Я вздохнула и рассказала Валентине Егоровне, что начала процесс исключения Анны Игнатьевны из рода.
— И вот теперь мне, наверное, стоит встретиться с Анной Игнатьевной, — сказала я, — чтобы об этом ей рассказать.
— Тогда вы считаете, что мне стоит принять её? — уточнила Валентина Егоровна.
— Нет. Вы можете не принимать. Просто передайте, пожалуйста, ей, что я буду ждать её в ресторане «Донон» на обед.
— А когда? — спросила Валентина Егоровна.
— Как только от вас придёт лакей с известием, что Анна Игнатьевна «приглашена» мной на обед.
На лице Валентины Егоровны появилась лёгкая улыбка.
— Да, Фаина Андреевна, — сказала она, — не знал мой супруг, с кем он связывается.
И мы обе посмотрели друг на друга понимающе.
***
Алексей
Вот и настал четверг. Несмотря на то, что Алексей уходил рано, матушка присоединилась к нему за завтраком, села напротив, посмотрела укоризненно и спросила:
— Какие на сегодня планы, сынок?
— Только дела, матушка, только дела, — ответил Алексей.
— А что всё-таки думаешь по поводу Наденьки Леонтьевой?
— Матушка, не давите. Недосуг мне пока думать о женитьбе, — сказал он устало.
Агриппина Александровна поджала губы:
— Алёша, не хочу на тебя давить, но года-то идут… Я тоже не молодею. А мне уже так внуков хочется…

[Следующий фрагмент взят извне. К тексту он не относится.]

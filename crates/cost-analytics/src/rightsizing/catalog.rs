//! Instance size and price catalog

use crate::error::{CostAnalyticsError, CostAnalyticsResult};
use serde::{Deserialize, Serialize};
use std::collections::BTreeMap;

/// Hours billed in an average month
pub const HOURS_PER_MONTH: f64 = 730.0;

/// Capacity and price of one instance size
#[derive(Debug, Clone, Copy, PartialEq, Serialize, Deserialize)]
pub struct InstanceSize {
    /// Virtual CPUs
    pub vcpu: u32,
    /// Memory in GiB
    pub memory_gb: f64,
    /// On-demand monthly price in USD
    pub monthly_price: f64,
}

impl InstanceSize {
    fn hourly(vcpu: u32, memory_gb: f64, hourly_price: f64) -> Self {
        Self {
            vcpu,
            memory_gb,
            monthly_price: hourly_price * HOURS_PER_MONTH,
        }
    }
}

/// Size name to capacity/price table
#[derive(Debug, Clone, PartialEq, Serialize, Deserialize)]
#[serde(transparent)]
pub struct InstanceCatalog {
    sizes: BTreeMap<String, InstanceSize>,
}

impl Default for InstanceCatalog {
    /// us-east-1 Linux on-demand prices for the t3, m5, c5 and r5 families
    fn default() -> Self {
        let table: [(&str, u32, f64, f64); 21] = [
            ("t3.nano", 2, 0.5, 0.0052),
            ("t3.micro", 2, 1.0, 0.0104),
            ("t3.small", 2, 2.0, 0.0208),
            ("t3.medium", 2, 4.0, 0.0416),
            ("t3.large", 2, 8.0, 0.0832),
            ("t3.xlarge", 4, 16.0, 0.1664),
            ("t3.2xlarge", 8, 32.0, 0.3328),
            ("m5.large", 2, 8.0, 0.096),
            ("m5.xlarge", 4, 16.0, 0.192),
            ("m5.2xlarge", 8, 32.0, 0.384),
            ("m5.4xlarge", 16, 64.0, 0.768),
            ("m5.8xlarge", 32, 128.0, 1.536),
            ("c5.large", 2, 4.0, 0.085),
            ("c5.xlarge", 4, 8.0, 0.17),
            ("c5.2xlarge", 8, 16.0, 0.34),
            ("c5.4xlarge", 16, 32.0, 0.68),
            ("c5.9xlarge", 36, 72.0, 1.53),
            ("r5.large", 2, 16.0, 0.126),
            ("r5.xlarge", 4, 32.0, 0.252),
            ("r5.2xlarge", 8, 64.0, 0.504),
            ("r5.4xlarge", 16, 128.0, 1.008),
        ];

        Self {
            sizes: table
                .into_iter()
                .map(|(name, vcpu, memory, hourly)| {
                    (name.to_string(), InstanceSize::hourly(vcpu, memory, hourly))
                })
                .collect(),
        }
    }
}

impl InstanceCatalog {
    /// Empty catalog
    pub fn empty() -> Self {
        Self {
            sizes: BTreeMap::new(),
        }
    }

    /// Add or replace a size
    pub fn insert(&mut self, name: impl Into<String>, size: InstanceSize) {
        self.sizes.insert(name.into(), size);
    }

    /// Look up a size
    pub fn get(&self, name: &str) -> Option<&InstanceSize> {
        self.sizes.get(name)
    }

    /// Look up a size, failing with `UnknownSize`
    pub fn lookup(&self, name: &str) -> CostAnalyticsResult<&InstanceSize> {
        self.get(name).ok_or_else(|| CostAnalyticsError::UnknownSize {
            size: name.to_string(),
        })
    }

    /// All sizes sharing the family prefix, ordered by name
    pub fn family(&self, family: &str) -> Vec<(&str, &InstanceSize)> {
        self.sizes
            .iter()
            .filter(|(name, _)| family_of(name) == family)
            .map(|(name, size)| (name.as_str(), size))
            .collect()
    }

    /// Number of sizes
    pub fn len(&self) -> usize {
        self.sizes.len()
    }

    /// Whether the catalog has no sizes
    pub fn is_empty(&self) -> bool {
        self.sizes.is_empty()
    }

    /// Reject entries the right-sizer cannot compare
    pub fn validate(&self) -> CostAnalyticsResult<()> {
        for (name, size) in &self.sizes {
            let problem = if family_of(name).is_empty() {
                Some("empty family prefix")
            } else if size.vcpu == 0 {
                Some("zero vcpu")
            } else if !(size.memory_gb.is_finite() && size.memory_gb > 0.0) {
                Some("memory must be positive")
            } else if !(size.monthly_price.is_finite() && size.monthly_price >= 0.0) {
                Some("price must be non-negative")
            } else {
                None
            };

            if let Some(problem) = problem {
                return Err(CostAnalyticsError::ConfigurationError {
                    message: format!("catalog entry {}: {}", name, problem),
                });
            }
        }
        Ok(())
    }
}

/// Family prefix of a size name, the part before the first `.`
pub fn family_of(size: &str) -> &str {
    size.split('.').next().unwrap_or(size)
}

— Матушка, да вы никак романов перечитали, — укоризненно сказал Алексей и улыбнулся.
— Ну что ты, Алёша! Неужто считаешь, что я на искренние эмоции не способна?
— Вы, матушка, слишком умны для того, чтобы поддаваться искренним эмоциям, — с теплотой отозвался он.

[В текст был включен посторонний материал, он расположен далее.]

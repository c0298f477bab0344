//! Daily cost forecaster

use super::linear::LinearTrendModel;
#[cfg(feature = "seasonal")]
use super::seasonal::SeasonalModel;
use super::types::{
    ForecastPoint, ForecastStrategy, ForecastSummary, ForecastTrainingSummary, OverallTrend,
};
use crate::config::ForecasterConfig;
use crate::error::{CostAnalyticsError, CostAnalyticsResult};
use crate::features::stats::mean_or_zero;
use crate::model::{ModelKind, ModelMetadata};
use crate::series::{daily_totals, CostObservation};
use tracing::{info, warn};

const SUMMARY_WINDOW: usize = 7;

#[derive(Debug)]
enum FittedModel {
    #[cfg(feature = "seasonal")]
    Seasonal(SeasonalModel),
    Linear(LinearTrendModel),
}

impl FittedModel {
    fn kind(&self) -> ModelKind {
        match self {
            #[cfg(feature = "seasonal")]
            FittedModel::Seasonal(_) => ModelKind::SeasonalForecaster,
            FittedModel::Linear(_) => ModelKind::LinearTrendForecaster,
        }
    }
}

#[derive(Debug)]
struct TrainedForecaster {
    model: FittedModel,
    metadata: ModelMetadata,
}

/// Cost forecaster with a strategy fixed at construction
#[derive(Debug)]
pub struct CostForecaster {
    config: ForecasterConfig,
    strategy: ForecastStrategy,
    trained: Option<TrainedForecaster>,
}

impl Default for CostForecaster {
    fn default() -> Self {
        Self::new(ForecasterConfig::default())
    }
}

impl CostForecaster {
    /// Create an untrained forecaster.
    ///
    /// Without the `seasonal` feature a seasonal strategy resolves to the
    /// linear trend.
    pub fn new(config: ForecasterConfig) -> Self {
        let strategy = resolve_strategy(config.strategy);
        Self {
            config,
            strategy,
            trained: None,
        }
    }

    /// Strategy selected at construction
    pub fn strategy(&self) -> ForecastStrategy {
        self.strategy
    }

    /// Whether `train` has succeeded
    pub fn is_trained(&self) -> bool {
        self.trained.is_some()
    }

    /// Model fitted by the last successful training run
    pub fn active_model(&self) -> Option<ModelKind> {
        self.trained.as_ref().map(|t| t.model.kind())
    }

    /// Metadata of the current model
    pub fn metadata(&self) -> Option<&ModelMetadata> {
        self.trained.as_ref().map(|t| &t.metadata)
    }

    /// Fit on a cost series; service-tagged input is summed per day.
    ///
    /// A seasonal fit that fails falls back to the linear trend for this cycle.
    pub fn train(
        &mut self,
        observations: &[CostObservation],
    ) -> CostAnalyticsResult<ForecastTrainingSummary> {
        let daily = daily_totals(observations)?;
        let (start_date, end_date) = match (daily.first(), daily.last()) {
            (Some(first), Some(last)) if daily.len() >= 2 => (first.date, last.date),
            _ => {
                return Err(CostAnalyticsError::InsufficientData {
                    required: 2,
                    actual: daily.len(),
                })
            }
        };

        let model = self.fit_model(&daily)?;
        let metadata = ModelMetadata::new(model.kind(), vec!["daily_cost".to_string()], daily.len());
        let costs: Vec<f64> = daily.iter().map(|o| o.cost).collect();

        let summary = ForecastTrainingSummary {
            model_id: metadata.model_id,
            model: metadata.kind,
            samples: daily.len(),
            start_date,
            end_date,
            average_daily_cost: mean_or_zero(&costs),
            trained_at: metadata.trained_at,
        };

        info!(
            model_id = %summary.model_id,
            model = %summary.model,
            samples = summary.samples,
            %start_date,
            %end_date,
            "Trained cost forecaster"
        );

        self.trained = Some(TrainedForecaster { model, metadata });
        Ok(summary)
    }

    fn fit_model(&self, daily: &[CostObservation]) -> CostAnalyticsResult<FittedModel> {
        if self.strategy == ForecastStrategy::Seasonal {
            if let Some(model) = self.try_fit_seasonal(daily) {
                return Ok(model);
            }
        }
        Ok(FittedModel::Linear(LinearTrendModel::fit(daily)?))
    }

    #[cfg(feature = "seasonal")]
    fn try_fit_seasonal(&self, daily: &[CostObservation]) -> Option<FittedModel> {
        match SeasonalModel::fit(
            daily,
            self.config.interval_width,
            self.config.yearly_seasonality_min_days,
        ) {
            Ok(model) => Some(FittedModel::Seasonal(model)),
            Err(e) => {
                warn!(error = %e, "Seasonal fit failed, falling back to linear trend");
                None
            }
        }
    }

    #[cfg(not(feature = "seasonal"))]
    fn try_fit_seasonal(&self, _daily: &[CostObservation]) -> Option<FittedModel> {
        None
    }

    /// Forecast `periods` consecutive days after the last training day
    pub fn forecast(&self, periods: usize) -> CostAnalyticsResult<Vec<ForecastPoint>> {
        let trained = self
            .trained
            .as_ref()
            .ok_or_else(|| CostAnalyticsError::not_trained(self.strategy.model_kind().to_string()))?;

        let points = match &trained.model {
            #[cfg(feature = "seasonal")]
            FittedModel::Seasonal(model) => model.forecast(periods)?,
            FittedModel::Linear(model) => model.forecast(periods, self.config.linear_band),
        };

        info!(
            model = %trained.model.kind(),
            periods,
            "Generated cost forecast"
        );
        Ok(points)
    }

    /// Forecast with horizon totals and an overall trend
    pub fn get_forecast_summary(&self, periods: usize) -> CostAnalyticsResult<ForecastSummary> {
        let forecasts = self.forecast(periods)?;
        let values: Vec<f64> = forecasts.iter().map(|p| p.predicted_cost).collect();
        let total_forecasted_cost: f64 = values.iter().sum();

        Ok(ForecastSummary {
            total_forecasted_cost,
            average_daily_cost: mean_or_zero(&values),
            trend: overall_trend(&values, self.config.summary_trend_threshold_pct),
            forecasts,
        })
    }
}

fn resolve_strategy(requested: ForecastStrategy) -> ForecastStrategy {
    if cfg!(feature = "seasonal") || requested == ForecastStrategy::LinearTrend {
        requested
    } else {
        warn!("Built without seasonal support, using linear trend forecaster");
        ForecastStrategy::LinearTrend
    }
}

/// Compare the mean of the first week of values with the last week
fn overall_trend(values: &[f64], threshold_pct: f64) -> OverallTrend {
    let window = SUMMARY_WINDOW.min(values.len());
    if window == 0 {
        return OverallTrend::Stable;
    }

    let first = mean_or_zero(&values[..window]);
    let last = mean_or_zero(&values[values.len() - window..]);

    if first <= 0.0 {
        return if last > 0.0 {
            OverallTrend::Increasing
        } else {
            OverallTrend::Stable
        };
    }

    let change_pct = (last - first) / first * 100.0;
    if change_pct > threshold_pct {
        OverallTrend::Increasing
    } else if change_pct < -threshold_pct {
        OverallTrend::Decreasing
    } else {
        OverallTrend::Stable
    }
}

#[cfg(test)]
mod tests {
    use super::*;
    use chrono::{Duration as ChronoDuration, NaiveDate};

    fn series(days: usize, cost_at: impl Fn(usize) -> f64) -> Vec<CostObservation> {
        let start = NaiveDate::from_ymd_opt(2024, 1, 1).unwrap();
        (0..days)
            .map(|i| CostObservation::new(start + ChronoDuration::days(i as i64), cost_at(i)))
            .collect()
    }

    fn linear_config() -> ForecasterConfig {
        ForecasterConfig {
            strategy: ForecastStrategy::LinearTrend,
            ..Default::default()
        }
    }

    #[test]
    fn test_overall_trend() {
        let rising: Vec<f64> = (0..30).map(|i| 100.0 + i as f64 * 2.0).collect();
        assert_eq!(overall_trend(&rising, 5.0), OverallTrend::Increasing);

        let falling: Vec<f64> = rising.iter().rev().copied().collect();
        assert_eq!(overall_trend(&falling, 5.0), OverallTrend::Decreasing);

        assert_eq!(overall_trend(&[100.0; 30], 5.0), OverallTrend::Stable);
        assert_eq!(overall_trend(&[], 5.0), OverallTrend::Stable);
    }

    #[test]
    fn test_forecast_before_train() {
        let forecaster = CostForecaster::default();
        let err = forecaster.forecast(7).unwrap_err();
        assert!(matches!(err, CostAnalyticsError::ModelNotTrained { .. }));
        assert!(forecaster.get_forecast_summary(7).is_err());
    }

    #[test]
    fn test_linear_forecast_dates_and_floor() {
        let observations = series(30, |i| 300.0 - i as f64 * 10.0);
        let mut forecaster = CostForecaster::new(linear_config());
        let summary = forecaster.train(&observations).unwrap();
        assert_eq!(summary.model, ModelKind::LinearTrendForecaster);
        assert_eq!(summary.samples, 30);

        let points = forecaster.forecast(10).unwrap();
        assert_eq!(points.len(), 10);
        assert_eq!(points[0].date, summary.end_date + ChronoDuration::days(1));
        for pair in points.windows(2) {
            assert_eq!(pair[1].date - pair[0].date, ChronoDuration::days(1));
        }
        assert!(points.iter().all(|p| p.predicted_cost >= 0.0));
    }

    #[test]
    fn test_summary_totals() {
        let observations = series(60, |i| 100.0 + i as f64);
        let mut forecaster = CostForecaster::new(linear_config());
        forecaster.train(&observations).unwrap();

        let summary = forecaster.get_forecast_summary(30).unwrap();
        let sum: f64 = summary.forecasts.iter().map(|p| p.predicted_cost).sum();
        assert!((summary.total_forecasted_cost - sum).abs() < 0.01);
        assert!((summary.average_daily_cost - sum / 30.0).abs() < 0.01);
        assert_eq!(summary.trend, OverallTrend::Increasing);
    }

    #[test]
    fn test_insufficient_history() {
        let mut forecaster = CostForecaster::new(linear_config());
        let err = forecaster.train(&series(1, |_| 10.0)).unwrap_err();
        assert!(matches!(
            err,
            CostAnalyticsError::InsufficientData {
                required: 2,
                actual: 1
            }
        ));
    }

    #[cfg(feature = "seasonal")]
    #[test]
    fn test_seasonal_strategy() {
        let observations = series(120, |i| {
            let weekly = [0.0, 6.0, 9.0, 7.0, 3.0, -11.0, -14.0][i % 7];
            150.0 + i as f64 * 0.4 + weekly
        });
        let mut forecaster = CostForecaster::default();
        let summary = forecaster.train(&observations).unwrap();
        assert_eq!(summary.model, ModelKind::SeasonalForecaster);

        let points = forecaster.forecast(21).unwrap();
        assert_eq!(points.len(), 21);
        assert_eq!(points[0].date, summary.end_date + ChronoDuration::days(1));
        assert!(points.iter().all(|p| p.predicted_cost >= 0.0));
    }

    #[cfg(feature = "seasonal")]
    #[test]
    fn test_seasonal_strategy_over_long_history() {
        let weekly = |i: usize| [0.0, 6.0, 9.0, 7.0, 3.0, -11.0, -14.0][i % 7];

        for days in [400, 800] {
            let mut forecaster = CostForecaster::default();
            let summary = forecaster
                .train(&series(days, |i| 150.0 + i as f64 * 0.1 + weekly(i)))
                .unwrap();
            assert_eq!(summary.model, ModelKind::SeasonalForecaster, "days={}", days);
            assert_eq!(forecaster.forecast(30).unwrap().len(), 30);
        }
    }

    #[cfg(feature = "seasonal")]
    #[test]
    fn test_seasonal_fallback_on_short_history() {
        let mut forecaster = CostForecaster::default();
        let summary = forecaster.train(&series(3, |i| 10.0 + i as f64)).unwrap();

        assert_eq!(forecaster.strategy(), ForecastStrategy::Seasonal);
        assert_eq!(summary.model, ModelKind::LinearTrendForecaster);
        assert_eq!(forecaster.forecast(5).unwrap().len(), 5);
    }
}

Агриппина Александровна вздохнула и с невысказанной гордостью подумала про себя: «Ну вот что с ним делать, вырос сын. Всем хорош — умён, честен, открыт.»

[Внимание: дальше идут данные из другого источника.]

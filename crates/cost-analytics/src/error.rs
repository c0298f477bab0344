//! Cost analytics error types

use thiserror::Error;

/// Cost analytics error types
#[derive(Debug, Error)]
pub enum CostAnalyticsError {
    /// Not enough history to train a model
    #[error("Insufficient data: need at least {required} observations, got {actual}")]
    InsufficientData {
        /// Minimum number of observations
        required: usize,
        /// Observations supplied
        actual: usize,
    },

    /// Inference requested before train or load
    #[error("Model not trained: {model}")]
    ModelNotTrained {
        /// Model that was asked to predict
        model: String,
    },

    /// Instance size missing from the catalog
    #[error("Unknown instance size: {size}")]
    UnknownSize {
        /// Requested size name
        size: String,
    },

    /// Input series rejected before any computation
    #[error("Malformed series: {reason}")]
    MalformedSeries {
        /// What was wrong with the input
        reason: String,
    },

    /// Persisted model bundle written by an incompatible version
    #[error("Unsupported snapshot version {found}, expected {expected}")]
    SnapshotVersion {
        /// Version stored in the bundle
        found: u32,
        /// Version this build writes
        expected: u32,
    },

    /// Invalid configuration
    #[error("Invalid configuration: {message}")]
    ConfigurationError {
        /// Offending setting
        message: String,
    },

    /// Numeric failure inside a model
    #[error("Calculation error: {details}")]
    CalculationError {
        /// Failure detail
        details: String,
    },

    /// I/O error
    #[error("I/O error: {source}")]
    IoError {
        /// Underlying error
        #[from]
        source: std::io::Error,
    },

    /// JSON serialization/deserialization error
    #[error("JSON error: {source}")]
    JsonError {
        /// Underlying error
        #[from]
        source: serde_json::Error,
    },

    /// TOML configuration parse error
    #[error("TOML error: {source}")]
    TomlError {
        /// Underlying error
        #[from]
        source: toml::de::Error,
    },
}

impl CostAnalyticsError {
    /// Shorthand for a malformed series error
    pub fn malformed(reason: impl Into<String>) -> Self {
        CostAnalyticsError::MalformedSeries {
            reason: reason.into(),
        }
    }

    /// Shorthand for a model-not-trained error
    pub fn not_trained(model: impl Into<String>) -> Self {
        CostAnalyticsError::ModelNotTrained {
            model: model.into(),
        }
    }

    /// Whether the caller can recover by supplying more history or training first
    pub fn is_data_shape_error(&self) -> bool {
        matches!(
            self,
            CostAnalyticsError::InsufficientData { .. }
                | CostAnalyticsError::ModelNotTrained { .. }
                | CostAnalyticsError::MalformedSeries { .. }
        )
    }
}

/// Cost analytics result type
pub type CostAnalyticsResult<T> = Result<T, CostAnalyticsError>;

#[cfg(test)]
mod tests {
    use super::*;

    #[test]
    fn test_insufficient_data_error() {
        let error = CostAnalyticsError::InsufficientData {
            required: 10,
            actual: 4,
        };
        assert_eq!(
            error.to_string(),
            "Insufficient data: need at least 10 observations, got 4"
        );
    }

    #[test]
    fn test_model_not_trained_error() {
        let error = CostAnalyticsError::not_trained("anomaly detector");
        assert_eq!(error.to_string(), "Model not trained: anomaly detector");
    }

    #[test]
    fn test_unknown_size_error() {
        let error = CostAnalyticsError::UnknownSize {
            size: "x9.huge".to_string(),
        };
        assert_eq!(error.to_string(), "Unknown instance size: x9.huge");
    }

    #[test]
    fn test_malformed_series_error() {
        let error = CostAnalyticsError::malformed("duplicate date 2024-01-01");
        assert_eq!(
            error.to_string(),
            "Malformed series: duplicate date 2024-01-01"
        );
    }

    #[test]
    fn test_snapshot_version_error() {
        let error = CostAnalyticsError::SnapshotVersion {
            found: 7,
            expected: 1,
        };
        assert_eq!(
            error.to_string(),
            "Unsupported snapshot version 7, expected 1"
        );
    }

    #[test]
    fn test_data_shape_classification() {
        assert!(CostAnalyticsError::malformed("x").is_data_shape_error());
        assert!(CostAnalyticsError::not_trained("x").is_data_shape_error());
        assert!(CostAnalyticsError::InsufficientData {
            required: 1,
            actual: 0
        }
        .is_data_shape_error());
        assert!(!CostAnalyticsError::ConfigurationError {
            message: "x".to_string()
        }
        .is_data_shape_error());
    }

    #[test]
    fn test_io_error_conversion() {
        let io_error = std::io::Error::new(
            std::io::ErrorKind::PermissionDenied,
            "Cannot read model bundle",
        );
        let error = CostAnalyticsError::from(io_error);
        assert!(error.to_string().contains("I/O error"));
        assert!(error.to_string().contains("Cannot read model bundle"));
    }

    #[test]
    fn test_json_error_conversion() {
        let json_error: serde_json::Error =
            serde_json::from_str::<serde_json::Value>("invalid json").unwrap_err();
        let error = CostAnalyticsError::from(json_error);
        assert!(error.to_string().contains("JSON error"));
    }

    #[test]
    fn test_error_chaining() {
        fn may_fail() -> CostAnalyticsResult<()> {
            let io_result: Result<(), std::io::Error> = Err(std::io::Error::new(
                std::io::ErrorKind::NotFound,
                "File not found",
            ));
            io_result?;
            Ok(())
        }

        match may_fail().unwrap_err() {
            CostAnalyticsError::IoError { .. } => {}
            other => panic!("Expected IoError variant, got {:?}", other),
        }
    }

    #[test]
    fn test_error_send_sync() {
        fn assert_send<T: Send>() {}
        fn assert_sync<T: Sync>() {}

        assert_send::<CostAnalyticsError>();
        assert_sync::<CostAnalyticsError>();
    }
}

Она посмотрела, как сын, собравшись, уходит. Представила рядом с ним хрупкую, невысокую, мечтательную Надежду Леонтьеву… Да и поняла вдруг, что не хочет, да и не будет, давить на сына.
Всё, что от матери требовалось, всё сделала. А дальше… пусть сам решает. Его жизнь.
За сыном захлопнулась дверь. Агриппина Александровна кликнула слугу и приказала:
— Вещи собирай. В Москву поеду. Погостила и будет.
А у Алексея сегодня день был действительно расписан чуть ли не по минутам: и встреча с поставщиками, пробный запуск оборудования на фабрике, найм нового управляющего, встреча с подрядчиками на выставке и обед в «Дононе» с другими номинантами, с кем конкурентно не пересекался, но сотрудничество совместное развить можно.